**To do:**
Of the lines below, copy those that hold the word "Result".

**Provided data:**
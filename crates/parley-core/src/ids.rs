//! Branded identifier newtypes.
//!
//! Session IDs are minted locally (UUIDv7 with a `sess_` prefix, so they sort
//! by creation time). Thread IDs are opaque tokens owned by the conversation
//! backend — Parley never inspects them, only stores and replays them.

use std::fmt;

use serde::{Deserialize, Serialize};
use uuid::Uuid;

/// Client-visible session identifier.
///
/// Unique for the lifetime of the process; never reused. Generated at
/// session creation and handed to the client for resume.
#[derive(Clone, Debug, PartialEq, Eq, Hash, PartialOrd, Ord, Serialize, Deserialize)]
#[serde(transparent)]
pub struct SessionId(String);

impl SessionId {
    /// Mint a fresh session ID.
    #[must_use]
    pub fn generate() -> Self {
        Self(format!("sess_{}", Uuid::now_v7()))
    }

    /// The ID as a string slice.
    #[must_use]
    pub fn as_str(&self) -> &str {
        &self.0
    }
}

impl fmt::Display for SessionId {
    fn fmt(&self, f: &mut fmt::Formatter<'_>) -> fmt::Result {
        f.write_str(&self.0)
    }
}

impl From<String> for SessionId {
    fn from(value: String) -> Self {
        Self(value)
    }
}

impl From<&str> for SessionId {
    fn from(value: &str) -> Self {
        Self(value.to_owned())
    }
}

/// Opaque reference to a conversation thread on the backend.
#[derive(Clone, Debug, PartialEq, Eq, Hash, Serialize, Deserialize)]
#[serde(transparent)]
pub struct ThreadId(String);

impl ThreadId {
    /// The ID as a string slice.
    #[must_use]
    pub fn as_str(&self) -> &str {
        &self.0
    }
}

impl fmt::Display for ThreadId {
    fn fmt(&self, f: &mut fmt::Formatter<'_>) -> fmt::Result {
        f.write_str(&self.0)
    }
}

impl From<String> for ThreadId {
    fn from(value: String) -> Self {
        Self(value)
    }
}

impl From<&str> for ThreadId {
    fn from(value: &str) -> Self {
        Self(value.to_owned())
    }
}
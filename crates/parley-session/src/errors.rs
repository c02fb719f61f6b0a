//! Session error types.

use parley_backend::BackendError;
use parley_core::ids::SessionId;
use thiserror::Error;

/// Errors surfaced to the client for a rejected or failed turn.
#[derive(Debug, Error)]
pub enum SessionError {
    /// The session does not exist or is no longer serving operations.
    #[error("unknown or expired session: {0}")]
    InvalidSession(SessionId),

    /// The conversation backend failed; the session stays usable.
    #[error(transparent)]
    Backend(#[from] BackendError),
}

#[cfg(test)]
mod tests {
    use super::*;

    #[test]
    fn invalid_session_names_the_id() {
        let err = SessionError::InvalidSession("sess_x".into());
        assert!(err.to_string().contains("sess_x"));
    }

    #[test]
    fn backend_error_is_transparent() {
        let err = SessionError::from(BackendError::ThreadNotFound);
        assert_eq!(err.to_string(), "thread not found");
    }
}
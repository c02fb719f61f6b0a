//! Settings type definitions.
//!
//! All types use `#[serde(rename_all = "camelCase")]` to match the JSON wire
//! format. Each type implements [`Default`] with production default values.
//! `#[serde(default)]` allows partial JSON — missing fields get their
//! default value during deserialization.

use std::time::Duration;

use serde::{Deserialize, Serialize};

/// Default idle timeout before an inactive session is torn down.
pub const DEFAULT_IDLE_TIMEOUT_SECS: u64 = 30 * 60;

/// Default interval for the backstop expiration sweep.
pub const DEFAULT_SWEEP_INTERVAL_SECS: u64 = 15 * 60;

/// Root settings type for the Parley gateway.
///
/// Loaded from an optional JSON file with defaults applied for missing
/// fields; `PARLEY_*` environment variables override specific values.
#[derive(Clone, Debug, Serialize, Deserialize)]
#[serde(rename_all = "camelCase", default)]
pub struct ParleySettings {
    /// Server network settings.
    pub server: ServerSettings,
    /// Conversation backend settings.
    pub backend: BackendSettings,
    /// Session lifecycle settings.
    pub session: SessionSettings,
    /// Logging configuration.
    pub logging: LoggingSettings,
}

impl Default for ParleySettings {
    fn default() -> Self {
        Self {
            server: ServerSettings::default(),
            backend: BackendSettings::default(),
            session: SessionSettings::default(),
            logging: LoggingSettings::default(),
        }
    }
}

impl ParleySettings {
    /// Correct invalid values in place.
    ///
    /// Zero timing values are replaced with defaults (with a warning) rather
    /// than rejected, so a bad settings file degrades to working behavior
    /// instead of a confusing startup error.
    pub fn validate(&mut self) {
        if self.session.idle_timeout_secs == 0 {
            tracing::warn!(
                "idleTimeoutSecs must be positive, using default ({DEFAULT_IDLE_TIMEOUT_SECS})"
            );
            self.session.idle_timeout_secs = DEFAULT_IDLE_TIMEOUT_SECS;
        }
        if self.session.sweep_interval_secs == 0 {
            tracing::warn!(
                "sweepIntervalSecs must be positive, using default ({DEFAULT_SWEEP_INTERVAL_SECS})"
            );
            self.session.sweep_interval_secs = DEFAULT_SWEEP_INTERVAL_SECS;
        }
    }
}

/// Server network settings.
#[derive(Clone, Debug, Serialize, Deserialize)]
#[serde(rename_all = "camelCase", default)]
pub struct ServerSettings {
    /// Bind address.
    pub host: String,
    /// Listen port.
    pub port: u16,
}

impl Default for ServerSettings {
    fn default() -> Self {
        Self {
            host: "127.0.0.1".to_string(),
            port: 8090,
        }
    }
}

/// Conversation backend settings.
#[derive(Clone, Debug, Serialize, Deserialize)]
#[serde(rename_all = "camelCase", default)]
pub struct BackendSettings {
    /// Base URL of the conversation backend.
    pub base_url: String,
    /// Optional bearer token for the backend.
    #[serde(skip_serializing_if = "Option::is_none")]
    pub api_key: Option<String>,
}

impl Default for BackendSettings {
    fn default() -> Self {
        Self {
            base_url: "http://127.0.0.1:8091".to_string(),
            api_key: None,
        }
    }
}

/// Session lifecycle settings.
#[derive(Clone, Debug, Serialize, Deserialize)]
#[serde(rename_all = "camelCase", default)]
pub struct SessionSettings {
    /// Seconds of inactivity before a session is torn down.
    pub idle_timeout_secs: u64,
    /// Seconds between backstop expiration sweeps.
    pub sweep_interval_secs: u64,
}

impl SessionSettings {
    /// Idle timeout as a [`Duration`].
    #[must_use]
    pub fn idle_timeout(&self) -> Duration {
        Duration::from_secs(self.idle_timeout_secs)
    }

    /// Sweep interval as a [`Duration`].
    #[must_use]
    pub fn sweep_interval(&self) -> Duration {
        Duration::from_secs(self.sweep_interval_secs)
    }
}

impl Default for SessionSettings {
    fn default() -> Self {
        Self {
            idle_timeout_secs: DEFAULT_IDLE_TIMEOUT_SECS,
            sweep_interval_secs: DEFAULT_SWEEP_INTERVAL_SECS,
        }
    }
}

/// Logging configuration.
#[derive(Clone, Debug, Serialize, Deserialize)]
#[serde(rename_all = "camelCase", default)]
pub struct LoggingSettings {
    /// Default tracing filter directive (overridable via `RUST_LOG`).
    pub level: String,
}

impl Default for LoggingSettings {
    fn default() -> Self {
        Self {
            level: "info".to_string(),
        }
    }
}
//! # parley-backend
//!
//! External collaborator clients for the Parley gateway.
//!
//! The session core consumes two narrow interfaces:
//!
//! - [`ConversationBackend`] — thread lifecycle and streamed replies
//! - [`SuggestionGenerator`] — best-effort quick replies after a turn
//!
//! Both are treated as stateless remote services. The HTTP implementations
//! ([`HttpBackend`], [`HttpSuggestionGenerator`]) talk JSON over reqwest,
//! with reply streaming delivered as server-sent events.

#![deny(unsafe_code)]

pub mod error;
pub mod http;
pub mod traits;

pub use error::BackendError;
pub use http::{HttpBackend, HttpSuggestionGenerator};
pub use traits::{ConversationBackend, ReplyStream, SuggestionGenerator};
//! ChatService — the one object the transport layer talks to.
//!
//! Owns the registry, scheduler, cleanup manager, backend clients, and the
//! event emitter; wires the cleanup channel and backstop sweep at
//! construction. Each client connection calls the high-level operations
//! here; each open reply stream runs on its own task (spawned by the
//! transport), so a long turn never blocks other sessions.

use std::sync::Arc;
use std::time::Duration;

use parking_lot::Mutex;
use parley_backend::{ConversationBackend, SuggestionGenerator};
use parley_core::events::ServerEvent;
use parley_core::ids::SessionId;
use tokio::sync::{broadcast, mpsc};
use tokio::task::JoinHandle;
use tokio_util::sync::CancellationToken;
use tracing::{info, instrument};

use crate::cleanup::CleanupManager;
use crate::conversation::ConversationSession;
use crate::emitter::EventEmitter;
use crate::errors::SessionError;
use crate::expiry::ExpirationScheduler;
use crate::registry::SessionRegistry;
use crate::stream::StreamCoordinator;

/// Informational flag attached to a `session_created` event that replaced a
/// rejected resume.
pub const STALE_RESUME_INFO: &str = "unknown or expired session; a new session was created";

/// Timing configuration for the session core.
#[derive(Clone, Copy, Debug)]
pub struct ChatServiceConfig {
    /// Inactivity window before a session is torn down.
    pub idle_timeout: Duration,
    /// Interval of the backstop expiration sweep.
    pub sweep_interval: Duration,
}

impl Default for ChatServiceConfig {
    fn default() -> Self {
        Self {
            idle_timeout: Duration::from_secs(30 * 60),
            sweep_interval: Duration::from_secs(15 * 60),
        }
    }
}

/// Result of a resume attempt.
#[derive(Clone, Debug, PartialEq, Eq)]
pub enum ResumeOutcome {
    /// The session existed and was refreshed.
    Resumed(SessionId),
    /// Unknown or expired id; a fresh session was substituted. A deleted
    /// session is never resurrected.
    Replaced {
        /// The substituted session.
        session_id: SessionId,
    },
}

/// Multi-session coordinator.
pub struct ChatService {
    registry: Arc<SessionRegistry>,
    cleanup: Arc<CleanupManager>,
    backend: Arc<dyn ConversationBackend>,
    suggestions: Arc<dyn SuggestionGenerator>,
    emitter: Arc<EventEmitter>,
    cleanup_tx: mpsc::UnboundedSender<SessionId>,
    shutdown: CancellationToken,
    tasks: Mutex<Vec<JoinHandle<()>>>,
}

impl ChatService {
    /// Build the service and start its background tasks (cleanup worker and
    /// backstop sweep). Must be called within a tokio runtime.
    pub fn new(
        backend: Arc<dyn ConversationBackend>,
        suggestions: Arc<dyn SuggestionGenerator>,
        config: ChatServiceConfig,
    ) -> Arc<Self> {
        let (cleanup_tx, cleanup_rx) = mpsc::unbounded_channel();
        let scheduler = Arc::new(ExpirationScheduler::new(
            cleanup_tx.clone(),
            config.idle_timeout,
        ));
        let registry = Arc::new(SessionRegistry::new(Arc::clone(&scheduler)));
        let emitter = Arc::new(EventEmitter::new());
        let cleanup = Arc::new(CleanupManager::new(
            Arc::clone(&registry),
            Arc::clone(&backend),
            Arc::clone(&emitter),
        ));
        let shutdown = CancellationToken::new();

        let worker = cleanup.spawn_worker(cleanup_rx, shutdown.clone());
        let sweep = scheduler.spawn_sweep(
            Arc::clone(&registry),
            config.sweep_interval,
            shutdown.clone(),
        );
        info!(
            idle_timeout_secs = config.idle_timeout.as_secs(),
            sweep_interval_secs = config.sweep_interval.as_secs(),
            "chat service started"
        );

        Arc::new(Self {
            registry,
            cleanup,
            backend,
            suggestions,
            emitter,
            cleanup_tx,
            shutdown,
            tasks: Mutex::new(vec![worker, sweep]),
        })
    }

    /// Subscribe to the transport event feed.
    pub fn subscribe(&self) -> broadcast::Receiver<ServerEvent> {
        self.emitter.subscribe()
    }

    /// The session registry (read access for transport and tests).
    pub fn registry(&self) -> &Arc<SessionRegistry> {
        &self.registry
    }

    /// Establish a new session.
    pub fn create_session(&self) -> SessionId {
        self.registry.create()
    }

    /// Attempt to continue a prior session.
    ///
    /// A live `Active` session is refreshed and resumed; anything else gets
    /// a fresh session plus an informational flag.
    #[instrument(skip(self), fields(session_id = %session_id))]
    pub fn resume_session(&self, session_id: &SessionId) -> ResumeOutcome {
        if self.registry.refresh(session_id).is_some() {
            ResumeOutcome::Resumed(session_id.clone())
        } else {
            ResumeOutcome::Replaced {
                session_id: self.registry.create(),
            }
        }
    }

    /// Handle one prompt turn to its terminal event.
    ///
    /// Serialized per session by the turn gate (an in-order queue), so a
    /// second prompt arriving before the first thread binding completes
    /// waits instead of racing. Errors returned here are user-visible; the
    /// session stays `Active` and reusable after any of them.
    #[instrument(skip(self, prompt), fields(session_id = %session_id))]
    pub async fn handle_prompt(
        &self,
        session_id: &SessionId,
        prompt: &str,
    ) -> Result<(), SessionError> {
        let gate = self
            .registry
            .turn_gate(session_id)
            .ok_or_else(|| SessionError::InvalidSession(session_id.clone()))?;
        let _turn = gate.lock().await;

        if !self.registry.is_active(session_id) {
            return Err(SessionError::InvalidSession(session_id.clone()));
        }

        let conversation =
            ConversationSession::new(&self.registry, self.backend.as_ref(), session_id.clone());
        let stream = conversation.begin_turn(prompt).await?;

        StreamCoordinator::new(
            &self.registry,
            self.suggestions.as_ref(),
            &self.emitter,
            session_id.clone(),
        )
        .run(prompt, stream)
        .await;
        Ok(())
    }

    /// Schedule (not immediate) cleanup after a client disconnect.
    ///
    /// Re-arms the idle timer: the session survives one full idle timeout
    /// past the disconnect and a resume inside that window cancels the
    /// teardown through the normal refresh path. In-flight streams are not
    /// cancelled.
    pub fn handle_disconnect(&self, session_id: &SessionId) {
        let _ = self.registry.refresh(session_id);
    }

    /// Enqueue an immediate cleanup for `session_id`.
    pub fn trigger_cleanup(&self, session_id: SessionId) {
        let _ = self.cleanup_tx.send(session_id);
    }

    /// Direct access to the cleanup manager (sweep-equivalent invocation).
    pub fn cleanup_manager(&self) -> &Arc<CleanupManager> {
        &self.cleanup
    }

    /// Stop background tasks. Sessions are in-memory only, so there is
    /// nothing to persist; remaining records die with the process.
    pub async fn shutdown(&self) {
        info!("chat service shutting down");
        self.shutdown.cancel();
        let tasks: Vec<JoinHandle<()>> = std::mem::take(&mut *self.tasks.lock());
        for task in tasks {
            let _ = task.await;
        }
    }
}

**Reply to the task:**
    fn fmt(&self, f: &mut fmt::Formatter<'_>) -> fmt::Result {
    fn fmt(&self, f: &mut fmt::Formatter<'_>) -> fmt::Result {
/// Result of a resume attempt.
    ) -> Result<(), SessionError> {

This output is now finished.